Bachelor French, English, Italian, German, or Dutch Language and Literature.
Students from other tracks of Literary Studies or Media Studies are welcome. Students from other programs are welcome to apply.
Note: students in a literary studies programme do not need any additional language skills to take this course, but will have the opportunity to explore other languages if desired.
The epic genre is wide-ranging; it arguably encompasses not only the heroic tales of figures such as Charlemagne and King Arthur, but also modern sagas such as Star Wars. This course is focused on exploring the pre-modern roots of this important genre. In the medieval and Early Modern periods, epic writing moved across borders, and in order to fully explore this aspect of the genre, this course will take a transregional and multilingual approach.
Students will learn from, and work alongside, scholars and graduate students in different literary studies tracks to explore some of the most foundational epic texts in French, English, German, Dutch and Italian. Students will work in their own study language and do not need any further language skills for success in the course, but they will have the optional opportunity to practice working in other languages if desired. In so doing, students will gain insight into the diachronic, transcultural and transmedial evolution of the epic genre. As a final assignment, each student will develop a short digital edition of an epic text, which will be shared with the broader scholarly community.
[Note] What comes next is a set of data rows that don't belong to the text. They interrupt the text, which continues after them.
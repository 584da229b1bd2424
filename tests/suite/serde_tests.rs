//! Serde round trips of the descriptor building blocks.

use cubek_contraction::{
    DataType, Device, DeviceProfile, Dimension, Operation, OperationType, Tensor,
};
use pretty_assertions::assert_eq;

#[test]
fn test_tensor_json_round_trip() {
    let tensor = Tensor::new(
        DataType::ComplexHalf,
        [Dimension::new(1, 4), Dimension::new(16, 8)],
    );

    let json = serde_json::to_string(&tensor).unwrap();
    let decoded: Tensor = serde_json::from_str(&json).unwrap();

    assert_eq!(decoded, tensor);
}

#[test]
fn test_high_rank_tensor_json_round_trip() {
    // More dimensions than the inline capacity, so the list lives on the heap.
    let sizes: Vec<usize> = (1..=12).collect();
    let tensor = Tensor::packed(DataType::Double, &sizes);

    let json = serde_json::to_string(&tensor).unwrap();
    let decoded: Tensor = serde_json::from_str(&json).unwrap();

    assert_eq!(decoded.num_dims(), 12);
    assert_eq!(decoded, tensor);
}

#[test]
fn test_dimension_json_fields() {
    let json = serde_json::to_value(Dimension::new(4, 8)).unwrap();

    assert_eq!(json, serde_json::json!({ "stride": 4, "size": 8 }));
}

#[test]
fn test_device_profile_json_round_trip() {
    let profile = DeviceProfile::new([
        Device::new("Fiji", 64, 1050, 128),
        Device::reference(),
    ]);

    let json = serde_json::to_string(&profile).unwrap();
    let decoded: DeviceProfile = serde_json::from_str(&json).unwrap();

    assert_eq!(decoded, profile);
}

#[test]
fn test_operation_json_round_trip() {
    let operation = Operation::new(
        OperationType::Correlation,
        DataType::ComplexSingle,
        DataType::None,
        true,
    );

    let json = serde_json::to_string(&operation).unwrap();
    let decoded: Operation = serde_json::from_str(&json).unwrap();

    assert_eq!(decoded, operation);
}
The Medieval epic had an exceptional transnational appeal. In the wake of a ‘new’ courtly noble culture that arose in France, texts celebrating feats of chivalry soon became the hallmark of worldly literature across various vernaculars in Europe. Centred mostly around the historical core of Charlemagne and his peers or the legendary king Arthur, epic texts appealed both to a noble and an urban audience, and were immensely popular in the late middle ages. In later centuries, the genre continued to thrive, either in manuscript or in print, and some of the medieval stories continue to influence the popular imagination to this day.
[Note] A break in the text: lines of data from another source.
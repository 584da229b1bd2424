//! Tensor, type and device descriptions consumed by problems.

mod data_type;
mod device;
#[allow(clippy::module_inception)]
mod tensor;

pub use data_type::{DataType, OperationType};
pub use device::{Device, DeviceProfile, MAX_DEVICES, REFERENCE_DEVICE};
pub use tensor::{Dimension, Tensor};
pub(crate) use tensor::INLINE_DIMS;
This multilingual, comparative course aims to raise awareness among literary students across modern languages of the essentially transnational, multilingual nature of pre-modern European literature through this exploration of the epic genre. Students will be introduced to various aspects of the genre and how these differ (or turn out to be similar) across various vernaculars and time periods. Students will use the knowledge they gain through this exploration to work on a scholarly edition of (part of) an epic text in the language of their choice and, in so doing, develop key 21st century skills such as the creation of publications and writing for digital environments.
Thorough knowledge and insight into the studied literary texts, as well as their historical and cultural context.
Possess and apply knowledge and insight into the studied theories on editing historical texts.
The ability to edit historical texts in digital media while applying knowledge of theories on digital scholarly editing.
The ability to do independent research in this field, making use of literary theory and secondary literature
Ability to present one’s findings in an oral presentation and written assignments.
Ability to share analytical and theoretical arguments during class discussion.
Ability to receive and provide feedback on one’s work and accordingly improve one’s work.
Research MA students should reveal in their coursework a more nuanced understanding of the complex relationship between social formations and cultural productions by means of a more detailed and thorough theoretical/methodological framework.
The timetable is available on the Literary Studies website
Mode of instruction
Research MA students will have to write an extra 3000 word paper on a topic to be decided in consultation with the tutor
oral presentation 10 %
edition 80% of which 10% is a transcription, 20% is an introduction, and 50% is the final polished edition project
The average of the three components should be sufficient.
Resit: only for the edition.
Inspection and feedback
How and when an exam review will take place will be disclosed together with the publication of the exam results at the latest. If a student requests a review within 30 days after publication of the exam results, an exam review will have to be organized.
Brightspace will be used for: practical information and course materials.